Boulding’s article was entertaining — to quote, “One wonders sometimes if science will not grind to a stop in an assemblage of walled-in hermits, each mumbling to himself words in a private language that only he can understand.” And the skeleton metaphor in his conclusion was helpful, if a little overextended. He makes a good point about the “unwilligness of science [...] to shut the door on problems and subject matters which do not fit easily into simple mechanical schemes.” I think this is something I’ve been struggling with as well — when things don’t fit neatly into a map or system, it’s more difficult for me and my ultra-linear brain to try and arrange them into a pattern that makes sense.
In this course I’m finding that I tend to apply the concepts to much smaller-scale scenarios than things like e-Choupal and Indian women – e.g., when the sentence “control is exercised when sending a message,” is presented, I immediately think of group work at SI. Everyone has run into a problematic group member at some point, it seems, and speaking or writing to those group members is always a laborious process — what to say; how to say it; and whether anything should be said at all.

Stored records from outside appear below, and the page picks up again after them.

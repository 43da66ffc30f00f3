pub mod handle;

use serde::{Deserialize, Serialize};

/// Represents a media item posted to the board.
#[derive(Serialize, Deserialize, Debug, Clone, PartialEq, Eq)]
pub struct Post {
    /// The only id of this post, derived from its creation time in milliseconds.
    pub id: u64,
    /// Kind of the backing file, fixed at creation.
    #[serde(rename = "type")]
    pub kind: MediaKind,
    /// Public path of the stored file, e.g. `/uploads/1700000000000-42.jpg`.
    pub url: String,
    pub title: String,
    pub description: String,
    /// Calendar date as sent by the client, `YYYY-MM-DD` when defaulted.
    pub date: String,
    #[serde(default)]
    pub tags: Vec<String>,
    /// Serialized as `null` when absent.
    #[serde(rename = "externalLink", default)]
    pub external_link: Option<String>,
}

/// Describes what kind of media a post carries.
#[derive(Serialize, Deserialize, Debug, Clone, Copy, PartialEq, Eq, Hash)]
#[serde(rename_all = "lowercase")]
pub enum MediaKind {
    Image,
    Video,
}

impl MediaKind {
    /// Derives the kind from a declared MIME type.
    ///
    /// Anything whose top-level type is not `image` counts as a video.
    pub fn from_mime(mime: &str) -> Self {
        let top = mime.split('/').next().unwrap_or_default().trim();
        if top.eq_ignore_ascii_case("image") {
            Self::Image
        } else {
            Self::Video
        }
    }
}

impl std::fmt::Display for MediaKind {
    fn fmt(&self, f: &mut std::fmt::Formatter<'_>) -> std::fmt::Result {
        match self {
            MediaKind::Image => write!(f, "image"),
            MediaKind::Video => write!(f, "video"),
        }
    }
}
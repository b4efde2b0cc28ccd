//! Configuration loading
//!
//! Sources, later wins: built-in defaults, the `APP_ENV` profile, the
//! optional config file, then environment variables and flags.

use std::path::PathBuf;

use anyhow::{Context, Result};
use clap::builder::BoolishValueParser;
use clap::Args;

use docbridge_common::config::{Config, LogFormat, Profile};
use docbridge_store::redact_uri;

/// Settings that may come from the environment or the command line
#[derive(Debug, Default, Args)]
pub struct Overrides {
    /// Configuration file path (TOML or JSON)
    #[arg(short, long, global = true, env = "DOCBRIDGE_CONFIG")]
    pub config: Option<PathBuf>,

    /// Deployment profile: development, production or testing
    #[arg(long, global = true, env = "APP_ENV")]
    pub profile: Option<String>,

    /// Document store connection string; `memory://` runs without a database
    #[arg(long, global = true, env = "MONGO_URI")]
    pub mongo_uri: Option<String>,

    /// Listen address
    #[arg(long, global = true, env = "HOST")]
    pub host: Option<String>,

    /// Listen port
    #[arg(short, long, global = true, env = "PORT")]
    pub port: Option<u16>,

    /// HTTP worker threads (0 = one per core)
    #[arg(long, global = true, env = "WORKERS")]
    pub workers: Option<usize>,

    /// Allowed CORS origins, comma separated; `*` allows any
    #[arg(long, global = true, env = "CORS_ORIGINS", value_delimiter = ',')]
    pub cors_origins: Option<Vec<String>>,

    #[arg(long, global = true, env = "DEBUG", value_parser = BoolishValueParser::new())]
    pub debug: Option<bool>,

    /// Log filter, e.g. `info` or `docbridge=debug`
    #[arg(long, global = true, env = "LOG_LEVEL")]
    pub log_level: Option<String>,

    /// Log output: text or json
    #[arg(long, global = true, env = "LOG_FORMAT")]
    pub log_format: Option<String>,

    #[arg(long, global = true, env = "DEFAULT_LIMIT")]
    pub default_limit: Option<u64>,

    #[arg(long, global = true, env = "DEFAULT_SKIP")]
    pub default_skip: Option<u64>,

    #[arg(long, global = true, env = "MAX_LIMIT")]
    pub max_limit: Option<u64>,

    #[arg(long, global = true, env = "DEFAULT_SORT_FIELD")]
    pub default_sort_field: Option<String>,

    /// 1 for ascending, -1 for descending
    #[arg(long, global = true, env = "DEFAULT_SORT_ORDER", allow_hyphen_values = true)]
    pub default_sort_order: Option<i32>,
}

/// Resolve the effective configuration and validate it
pub async fn load(overrides: &Overrides) -> Result<Config> {
    let profile = match overrides.profile.as_deref() {
        Some(name) => name.parse::<Profile>()?,
        None => Profile::default(),
    };

    let mut config = Config::for_profile(profile);
    if let Some(path) = &overrides.config {
        config = config
            .load_over(path)
            .await
            .with_context(|| format!("loading {}", path.display()))?;
    }

    apply(&mut config, overrides)?;
    config.validate()?;
    Ok(config)
}

/// Render the configuration as TOML with store credentials masked
pub fn render(config: &Config) -> Result<String> {
    let mut shown = config.clone();
    shown.store.uri = redact_uri(&shown.store.uri);
    Ok(toml::to_string_pretty(&shown)?)
}

fn apply(config: &mut Config, o: &Overrides) -> Result<()> {
    if let Some(uri) = &o.mongo_uri {
        config.store.uri.clone_from(uri);
    }
    if let Some(host) = &o.host {
        config.server.host.clone_from(host);
    }
    if let Some(port) = o.port {
        config.server.port = port;
    }
    if let Some(workers) = o.workers {
        config.server.workers = workers;
    }
    if let Some(origins) = &o.cors_origins {
        config.server.cors_origins = origins
            .iter()
            .map(|origin| origin.trim().to_string())
            .filter(|origin| !origin.is_empty())
            .collect();
    }
    if let Some(debug) = o.debug {
        config.server.debug = debug;
    }
    if let Some(level) = &o.log_level {
        config.logging.level = level.to_ascii_lowercase();
    }
    if let Some(format) = &o.log_format {
        config.logging.format = format.parse::<LogFormat>()?;
    }
    if let Some(limit) = o.default_limit {
        config.query.default_limit = limit;
    }
    if let Some(skip) = o.default_skip {
        config.query.default_skip = skip;
    }
    if let Some(max) = o.max_limit {
        config.query.max_limit = max;
    }
    if let Some(field) = &o.default_sort_field {
        config.query.default_sort_field.clone_from(field);
    }
    if let Some(order) = o.default_sort_order {
        config.query.default_sort_direction = order;
    }
    Ok(())
}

Or: how to encode, what to encode, and whether to transmit the message.
Transmitting the message so that it is received as intended seems to be where this comparison runs into an issue, though — there’s not much one can do to force specific readings or interpretations of the message.
e-Choupal is a good example of a company working with a community to improve its conditions, but I don’t think one can extract from an individual example that “companies with extra cash is a good thing.” While it’s true that some companies may invest in providing micro-finance and computer access, looking to other major corporations (Wal-Mart, Nike, etc.) doesn’t paint a particularly glowing portrait of well-off companies or suggest that all companies with extra cash lead to investment in communities and thus to the empowerment of women.
“Virtuous circle” is an interesting phrase and one that had never occurred to me — “vicious circle,” of course, but never its opposite.
Thinking about topics for the group project, I’m leaning toward doing something with collection policies in various library settings. Especially in light of Banned Books Week, it’s been on my mind a lot. Living in Idaho, I got to see a lot of uproar over books in the library system — when a parent left their child unattended in the Nampa Public Library, the child managed to pull “The Joy of Gay Sex” off the shelf, much to the parent’s chagrin. The Idaho Values Alliance sprang up to rally against the library’s inclusion of “pornographic materials.” The Nampa Public Library declined to remove the book and instead moved it to a higher shelf, but it’s one of those issues that I wonder about a lot — how public collections are controlled and what forces exert control over them. (The Idaho Values Alliance is not particularly powerful, as far as I know.)
I don’t know if I would consider Boulding’s article “entertaining,” but I definitely agree with you that his points on the scientific trend of “internalization of information” are very valid. I also thought his analogies of systems were interesting, and most certainly helped me think of the material in an “outside-the-box” fashion.